You may remember my nice understated yellows (and for those of you who thought they looked like bandaids, I direct you to Favorite Paint Colors (THANK YOU OH BRILLIANT ONE), where she has a photo of a room done in Manila Tint, the most bandaidy of the colors, which on the wall is a very pleasant non-caucasian-flesh-toned yellow (and in fact, too yellow for me to like it).

ANYWAY, it’s a moot point because Paul says he doesn’t want a warm soft muted yellow (I tend toward brownish ones that have words like “honey” and “pollen” and grain” in them), he wants a SHOCKING INTENSE YELLOW. He said “Like the orange in our bathroom, but yellow.” The orange in our bathroom is almost NEON in some lights.

Well. The thing is, it turns out I like yellow less the clearer and more crayon-like it gets. But HE doesn’t like lilac, and he nevertheless pushed us to use the glowing lilac I liked in our computer room, just because I liked it. So I am inclined to Go With This—especially since even though I’m not crazy about yellow, if we’re GOING to do yellow I prefer shocking over pastel. However, I would like to steer us away from Child’s-Paintbox Yellow and toward something more like College-Team-Colors Gold. Here’s a screen shot from Behr.com, where you can use their ColorSmart program to try colors on walls. This one is called Twenty Carat 310B-6, and don’t scroll too far because I want you to first see this one alone without the yellow that comes after it:

I vastly prefer that sort of color to bright crayon/daycare yellow, which to me is more like this (Vibrant 370B-6):

(And if you’re thinking, “Wait, WHAT?,” it might be that we have different impressions of colors but it’s even more likely that our monitors have different color calibrations: these colors on Paul’s computer looked SO DIFFERENT he had to use my computer. ((We tested which person’s computer was “right” by plugging in colors we’ve already used. His computer showed our bright orange as a sort of pinkish melon.)) )

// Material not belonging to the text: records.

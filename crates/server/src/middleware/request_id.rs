//! Request ID middleware for log and error correlation.

use axum::{extract::Request, http::HeaderValue, middleware::Next, response::Response};
use tracing::Span;
use uuid::Uuid;

/// The HTTP header name for request IDs.
pub const REQUEST_ID_HEADER: &str = "x-request-id";

/// Ensure every request carries an id.
///
/// An upstream `x-request-id` is reused, otherwise a UUID v4 is generated.
/// The id is recorded on the current span, tagged on the Sentry scope and
/// echoed back in the response headers.
pub async fn request_id_middleware(request: Request, next: Next) -> Response {
    let request_id = request
        .headers()
        .get(REQUEST_ID_HEADER)
        .and_then(|h| h.to_str().ok())
        .map_or_else(|| Uuid::new_v4().to_string(), String::from);

    Span::current().record("request_id", &request_id);

    sentry::configure_scope(|scope| {
        scope.set_tag("request_id", &request_id);
    });

    let mut response = next.run(request).await;

    if let Ok(value) = HeaderValue::from_str(&request_id) {
        response.headers_mut().insert(REQUEST_ID_HEADER, value);
    }

    response
}
impl Hub {
    fn send(&self, connection_id: &str, event: Outbound) -> bool {
        self.connections
            .get(connection_id)
            .is_some_and(|conn| conn.tx.send(event).is_ok())
    }

    fn broadcast_admins(&self, event: &Outbound) {
        for conn in self.connections.values() {
            if conn.role == Role::Admin {
                let _ = conn.tx.send(event.clone());
            }
        }
    }

    fn views(&self) -> Vec<SessionView> {
        let now = Utc::now();
        let mut views: Vec<_> = self
            .sessions
            .iter()
            .map(|(id, session)| session.view(id, now))
            .collect();
        views.sort_by(|a, b| a.started_at.cmp(&b.started_at));
        views
    }

    fn record_activity(&mut self, connection_id: &str, activity: Activity) {
        let Some(session) = self.sessions.get_mut(connection_id) else {
            debug!(connection_id, "activity without session start");
            return;
        };
        if let Some(page) = &activity.page {
            session.current_page.clone_from(page);
        }
        session.record(activity.clone());
        let event = Outbound::CustomerActivity {
            session_id: connection_id.to_string(),
            current_page: session.current_page.clone(),
            activity,
        };
        self.broadcast_admins(&event);
    }

    fn handle(&mut self, connection_id: &str, event: Inbound) {
        let Some(role) = self.connections.get(connection_id).map(|c| c.role) else {
            return;
        };

        if event.is_admin_event() != (role == Role::Admin) {
            let message = if role == Role::Customer {
                format!("{} is only available to admins", event.name())
            } else {
                format!("{} is only available to customers", event.name())
            };
            self.send(connection_id, Outbound::Error { message });
            return;
        }

        match event {
            Inbound::CustomerSessionStart(start) => {
                info!(
                    session_id = connection_id,
                    customer = %start.customer_name,
                    "Customer session started"
                );
                let session = CustomerSession::new(start);
                let view = session.view(connection_id, Utc::now());
                self.sessions.insert(connection_id.to_string(), session);
                self.broadcast_admins(&Outbound::CustomerOnline { session: view });
            }
            Inbound::CustomerPageChange { page } => {
                self.record_activity(connection_id, Activity::navigation(page));
            }
            Inbound::CustomerInteraction {
                kind,
                element,
                position,
            } => {
                let activity = Activity {
                    kind,
                    page: None,
                    element,
                    position,
                    timestamp: Utc::now(),
                };
                self.record_activity(connection_id, activity);
            }
            Inbound::CustomerScreenShareResponse {
                request_id,
                admin_session_id,
                accepted,
            } => {
                let customer_session_id = connection_id.to_string();
                if accepted {
                    self.shares.insert(
                        request_id.clone(),
                        ScreenShare {
                            customer: customer_session_id.clone(),
                            admin: admin_session_id.clone(),
                        },
                    );
                    self.send(
                        &admin_session_id,
                        Outbound::ScreenShareAccepted {
                            request_id,
                            customer_session_id,
                        },
                    );
                } else {
                    self.send(
                        &admin_session_id,
                        Outbound::ScreenShareDenied {
                            request_id,
                            customer_session_id,
                        },
                    );
                }
            }
            Inbound::CustomerScreenData(screen_data) => {
                let admins: Vec<String> = self
                    .shares
                    .values()
                    .filter(|share| share.customer == connection_id)
                    .map(|share| share.admin.clone())
                    .collect();
                for admin in admins {
                    self.send(
                        &admin,
                        Outbound::LiveScreenUpdate {
                            session_id: connection_id.to_string(),
                            screen_data: screen_data.clone(),
                            timestamp: Utc::now(),
                        },
                    );
                }
            }
            Inbound::CustomerMouseData(mouse_data) => {
                self.broadcast_admins(&Outbound::AdminCustomerMouse {
                    session_id: connection_id.to_string(),
                    mouse_data,
                });
            }
            Inbound::AdminJoinViewing { admin_name } => {
                info!(connection_id, admin = %admin_name, "Admin joined live viewing");
                if let Some(conn) = self.connections.get_mut(connection_id) {
                    conn.admin_name = Some(admin_name);
                }
                let sessions = self.views();
                self.send(connection_id, Outbound::SessionSnapshot { sessions });
            }
            Inbound::AdminRequestScreenShare {
                customer_session_id,
                request_id,
            } => {
                let admin_name = self
                    .connections
                    .get(connection_id)
                    .and_then(|c| c.admin_name.clone())
                    .unwrap_or_else(|| DEFAULT_ADMIN_NAME.to_string());
                let delivered = self.sessions.contains_key(&customer_session_id)
                    && self.send(
                        &customer_session_id,
                        Outbound::ScreenShareRequest {
                            admin_name,
                            request_id,
                        },
                    );
                if !delivered {
                    self.send(
                        connection_id,
                        Outbound::Error {
                            message: "Customer session not found".to_string(),
                        },
                    );
                }
            }
        }
    }

    fn disconnect(&mut self, connection_id: &str) {
        self.connections.remove(connection_id);
        self.shares
            .retain(|_, share| share.customer != connection_id && share.admin != connection_id);

        if let Some(session) = self.sessions.remove(connection_id) {
            info!(session_id = connection_id, "Customer session ended");
            self.broadcast_admins(&Outbound::CustomerOffline {
                session_id: connection_id.to_string(),
                customer_name: session.start.customer_name,
            });
        }
    }
}

/// Shared relay between customer and admin sockets.
#[derive(Clone, Default)]
pub struct LiveHub {
    inner: Arc<Mutex<Hub>>,
}
impl<'a> ProductRepository<'a> {
    #[must_use]
    pub const fn new(pool: &'a SqlitePool) -> Self {
        Self { pool }
    }

    /// List products by name, with the total count.
    ///
    /// # Errors
    ///
    /// Returns `RepositoryError::Database` if the query fails.
    pub async fn list(
        &self,
        filter: &ProductFilter,
        page: PageRequest,
    ) -> Result<(Vec<Product>, i64), RepositoryError> {
        let mut qb = QueryBuilder::<Sqlite>::new(format!("SELECT {PRODUCT_COLUMNS} FROM products"));
        push_filters(&mut qb, filter);
        qb.push(" ORDER BY name, id LIMIT ")
            .push_bind(page.limit)
            .push(" OFFSET ")
            .push_bind(page.offset());
        let rows = qb
            .build_query_as::<ProductRow>()
            .fetch_all(self.pool)
            .await?;

        let mut count_qb = QueryBuilder::<Sqlite>::new("SELECT COUNT(*) FROM products");
        push_filters(&mut count_qb, filter);
        let total: i64 = count_qb.build_query_scalar().fetch_one(self.pool).await?;

        Ok((rows.into_iter().map(Into::into).collect(), total))
    }

    /// Get a product by ID, active or not.
    ///
    /// # Errors
    ///
    /// Returns `RepositoryError::Database` if the query fails.
    pub async fn get(&self, id: ProductId) -> Result<Option<Product>, RepositoryError> {
        let row = sqlx::query_as::<_, ProductRow>(&format!(
            "SELECT {PRODUCT_COLUMNS} FROM products WHERE id = ?"
        ))
        .bind(id)
        .fetch_optional(self.pool)
        .await?;

        Ok(row.map(Into::into))
    }

    /// All active products.
    ///
    /// # Errors
    ///
    /// Returns `RepositoryError::Database` if the query fails.
    pub async fn list_active(&self) -> Result<Vec<Product>, RepositoryError> {
        let rows = sqlx::query_as::<_, ProductRow>(&format!(
            "SELECT {PRODUCT_COLUMNS} FROM products WHERE is_active = 1 ORDER BY id"
        ))
        .fetch_all(self.pool)
        .await?;

        Ok(rows.into_iter().map(Into::into).collect())
    }

    /// Create a product.
    ///
    /// # Errors
    ///
    /// Returns `RepositoryError::Conflict` if the SKU is taken in the webshop.
    pub async fn create(&self, product: &NewProduct) -> Result<Product, RepositoryError> {
        let row = sqlx::query_as::<_, ProductRow>(&format!(
            "INSERT INTO products
                (webshop_id, sku, name, description, category, purchase_price, selling_price,
                 stock_quantity, weight_grams, length_cm, width_cm, height_cm, shipping_cost,
                 supplier, supplier_sku)
             VALUES (?, ?, ?, ?, ?, ?, ?, ?, ?, ?, ?, ?, ?, ?, ?)
             RETURNING {PRODUCT_COLUMNS}"
        ))
        .bind(product.webshop_id)
        .bind(&product.sku)
        .bind(&product.name)
        .bind(&product.description)
        .bind(&product.category)
        .bind(money::to_db(product.purchase_price))
        .bind(money::to_db(product.selling_price))
        .bind(product.stock_quantity)
        .bind(product.weight_grams)
        .bind(product.length_cm)
        .bind(product.width_cm)
        .bind(product.height_cm)
        .bind(product.shipping_cost.map(money::to_db))
        .bind(&product.supplier)
        .bind(&product.supplier_sku)
        .fetch_one(self.pool)
        .await
        .map_err(|e| conflict_on_unique(e, DUPLICATE_SKU))?;

        Ok(row.into())
    }

    /// Apply a partial update.
    ///
    /// # Errors
    ///
    /// Returns `RepositoryError::NotFound` if the product does not exist, or
    /// `RepositoryError::Conflict` if the new SKU is taken.
    pub async fn update(
        &self,
        id: ProductId,
        update: ProductUpdate,
    ) -> Result<Product, RepositoryError> {
        let mut qb = QueryBuilder::<Sqlite>::new("UPDATE products SET updated_at = CURRENT_TIMESTAMP");
        push_set(&mut qb, "sku", update.sku);
        push_set(&mut qb, "name", update.name);
        push_set(&mut qb, "description", update.description);
        push_set(&mut qb, "category", update.category);
        push_set(&mut qb, "purchase_price", update.purchase_price.map(money::to_db));
        push_set(&mut qb, "selling_price", update.selling_price.map(money::to_db));
        push_set(&mut qb, "stock_quantity", update.stock_quantity);
        push_set(&mut qb, "weight_grams", update.weight_grams);
        push_set(&mut qb, "length_cm", update.length_cm);
        push_set(&mut qb, "width_cm", update.width_cm);
        push_set(&mut qb, "height_cm", update.height_cm);
        push_set(&mut qb, "shipping_cost", update.shipping_cost.map(money::to_db));
        push_set(&mut qb, "supplier", update.supplier);
        push_set(&mut qb, "supplier_sku", update.supplier_sku);
        push_set(&mut qb, "is_active", update.is_active);
        qb.push(" WHERE id = ").push_bind(id);
        qb.push(format!(" RETURNING {PRODUCT_COLUMNS}"));

        let row = qb
            .build_query_as::<ProductRow>()
            .fetch_optional(self.pool)
            .await
            .map_err(|e| conflict_on_unique(e, DUPLICATE_SKU))?
            .ok_or(RepositoryError::NotFound)?;

        Ok(row.into())
    }

    /// Soft delete: the product stays for order history but leaves the catalogue.
    ///
    /// # Errors
    ///
    /// Returns `RepositoryError::NotFound` if the product does not exist.
    pub async fn deactivate(&self, id: ProductId) -> Result<(), RepositoryError> {
        let result = sqlx::query(
            "UPDATE products SET is_active = 0, updated_at = CURRENT_TIMESTAMP WHERE id = ?",
        )
        .bind(id)
        .execute(self.pool)
        .await?;

        if result.rows_affected() == 0 {
            return Err(RepositoryError::NotFound);
        }
        Ok(())
    }

    /// Most recent order lines for a SKU.
    ///
    /// # Errors
    ///
    /// Returns `RepositoryError::Database` if the query fails.
    pub async fn sales_history(
        &self,
        sku: &str,
        limit: i64,
    ) -> Result<Vec<SalesHistoryEntry>, RepositoryError> {
        let rows = sqlx::query_as::<_, SalesHistoryRow>(
            "SELECT o.order_number, o.order_date, o.status, oi.quantity, oi.unit_price, oi.total_price
             FROM order_items oi
             JOIN orders o ON o.id = oi.order_id
             WHERE oi.product_sku = ?
             ORDER BY o.order_date DESC, oi.id DESC
             LIMIT ?",
        )
        .bind(sku)
        .bind(limit)
        .fetch_all(self.pool)
        .await?;

        Ok(rows
            .into_iter()
            .map(|r| SalesHistoryEntry {
                order_number: r.order_number,
                order_date: r.order_date.and_utc(),
                status: r.status,
                quantity: r.quantity,
                unit_price: money::from_db(r.unit_price),
                total_price: money::from_db(r.total_price),
            })
            .collect())
    }

    /// Aggregate sales of a SKU, cancelled orders excluded.
    ///
    /// # Errors
    ///
    /// Returns `RepositoryError::Database` if the query fails.
    pub async fn sales_stats(&self, sku: &str) -> Result<SalesStats, RepositoryError> {
        let (total_sold, total_revenue, order_count, avg_price): (i64, f64, i64, f64) =
            sqlx::query_as(
                "SELECT COALESCE(SUM(oi.quantity), 0),
                        COALESCE(SUM(oi.total_price), 0.0),
                        COUNT(DISTINCT oi.order_id),
                        COALESCE(AVG(oi.unit_price), 0.0)
                 FROM order_items oi
                 JOIN orders o ON o.id = oi.order_id
                 WHERE oi.product_sku = ? AND o.status != 'cancelled'",
            )
            .bind(sku)
            .fetch_one(self.pool)
            .await?;

        Ok(SalesStats {
            total_sold,
            total_revenue: money::from_db(total_revenue),
            order_count,
            avg_selling_price: money::from_db(avg_price),
        })
    }

    /// Distinct categories of active products with their product counts.
    ///
    /// # Errors
    ///
    /// Returns `RepositoryError::Database` if the query fails.
    pub async fn categories(&self) -> Result<Vec<CategoryCount>, RepositoryError> {
        let rows: Vec<(String, i64)> = sqlx::query_as(
            "SELECT category, COUNT(*) FROM products
             WHERE is_active = 1 AND category IS NOT NULL AND category != ''
             GROUP BY category ORDER BY category",
        )
        .fetch_all(self.pool)
        .await?;

        Ok(rows
            .into_iter()
            .map(|(category, product_count)| CategoryCount {
                category,
                product_count,
            })
            .collect())
    }

    /// Per-product sales and profit over the last `days` days, most profitable first.
    ///
    /// # Errors
    ///
    /// Returns `RepositoryError::Database` if the query fails.
    pub async fn performance(&self, days: i64) -> Result<Vec<ProductPerformance>, RepositoryError> {
        let rows = sqlx::query_as::<_, PerformanceRow>(
            "SELECT p.id, p.name, p.sku, p.category,
                    COALESCE(SUM(oi.quantity), 0) AS quantity_sold,
                    COALESCE(SUM(oi.total_price), 0.0) AS revenue,
                    COALESCE(SUM(oi.quantity * p.purchase_price), 0.0) AS cogs
             FROM products p
             JOIN order_items oi ON oi.product_sku = p.sku
             JOIN orders o ON o.id = oi.order_id
             WHERE p.is_active = 1
               AND o.status != 'cancelled'
               AND o.order_date >= datetime('now', ?)
             GROUP BY p.id, p.name, p.sku, p.category
             ORDER BY (revenue - cogs) DESC",
        )
        .bind(days_ago(days))
        .fetch_all(self.pool)
        .await?;

        Ok(rows
            .into_iter()
            .map(|r| {
                let revenue = money::from_db(r.revenue);
                let cogs = money::from_db(r.cogs);
                let gross_profit = revenue - cogs;
                ProductPerformance {
                    id: ProductId::new(r.id),
                    name: r.name,
                    sku: r.sku,
                    category: r.category,
                    quantity_sold: r.quantity_sold,
                    revenue,
                    cogs,
                    gross_profit,
                    margin_percentage: money::percentage(gross_profit, revenue),
                }
            })
            .collect())
    }

    /// Set several purchase prices in one transaction. Returns how many rows changed.
    ///
    /// # Errors
    ///
    /// Returns `RepositoryError::Database` if any update fails; nothing is applied then.
    pub async fn bulk_update_purchase_prices(
        &self,
        updates: &[(ProductId, Decimal)],
    ) -> Result<u64, RepositoryError> {
        let mut tx = self.pool.begin().await?;
        let mut updated = 0;

        for (id, price) in updates {
            let result = sqlx::query(
                "UPDATE products SET purchase_price = ?, updated_at = CURRENT_TIMESTAMP WHERE id = ?",
            )
            .bind(money::to_db(*price))
            .bind(*id)
            .execute(&mut *tx)
            .await?;
            updated += result.rows_affected();
        }

        tx.commit().await?;
        Ok(updated)
    }

    /// Package dimensions and category of the active products with the given SKUs.
    /// Unknown SKUs are simply absent from the result.
    ///
    /// # Errors
    ///
    /// Returns `RepositoryError::Database` if the query fails.
    pub async fn package_specs(&self, skus: &[String]) -> Result<Vec<PackageSpec>, RepositoryError> {
        if skus.is_empty() {
            return Ok(Vec::new());
        }

        let mut qb = QueryBuilder::<Sqlite>::new(
            "SELECT sku, category, weight_grams, length_cm, width_cm, height_cm
             FROM products WHERE is_active = 1 AND sku IN (",
        );
        let mut separated = qb.separated(", ");
        for sku in skus {
            separated.push_bind(sku);
        }
        separated.push_unseparated(")");

        let rows = qb
            .build_query_as::<PackageRow>()
            .fetch_all(self.pool)
            .await?;

        Ok(rows
            .into_iter()
            .map(|r| PackageSpec {
                sku: r.sku,
                category: r.category,
                weight_grams: r.weight_grams,
                length_cm: r.length_cm,
                width_cm: r.width_cm,
                height_cm: r.height_cm,
            })
            .collect())
    }
}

That second one makes me feel depressed (I know, I know, who feels “depressed” in the face of SUNSHINE YELLOW? I don’t get it either), and it looks like a nursery or a classroom or a library children’s room to me—one in which the painter underestimated the impact of the yellow they were choosing. The first one, I can live with and maybe even like: it looks orangey compared to the second one, but of course the second one would not be present for comparison so no problem. But I showed them to Paul, and indeed the second one is what he has in mind, and he made a subtle dissatisfied/resigned face at the first one.

Stuck

First you need a little background information, which is that the computer room is off the hallway, and the door swings open into the computer room. The frame around that door has been weird since we moved in: it comes gradually unpried, but hammering it back down doesn’t seem to help, and some parts WON’T hammer down, and some parts pry up AS you hammer other parts down, so there’s always weird gaps and we’re aware that something is amiss or warped or something, but neither of us is much of a fix-it type.

So, okay, what happened was that I was very crabby with the constant interrupting (not “We need basic care!” interruptions, but more the “He said I was THREE but I’m FIVE!” and “He’s THINKING that I’m a baby!!” interruptions), and I told the children I was going to shut the door so I could finish proofreading, but I didn’t SHUT it so much as SLAM it with a SHOVE, and the part of the frame that’s been kind of broken suddenly broke significantly MORE, so that the door went a little bit through the frame the wrong way, toward the hallway, and got completely wedged: I couldn’t pull it back toward me at all.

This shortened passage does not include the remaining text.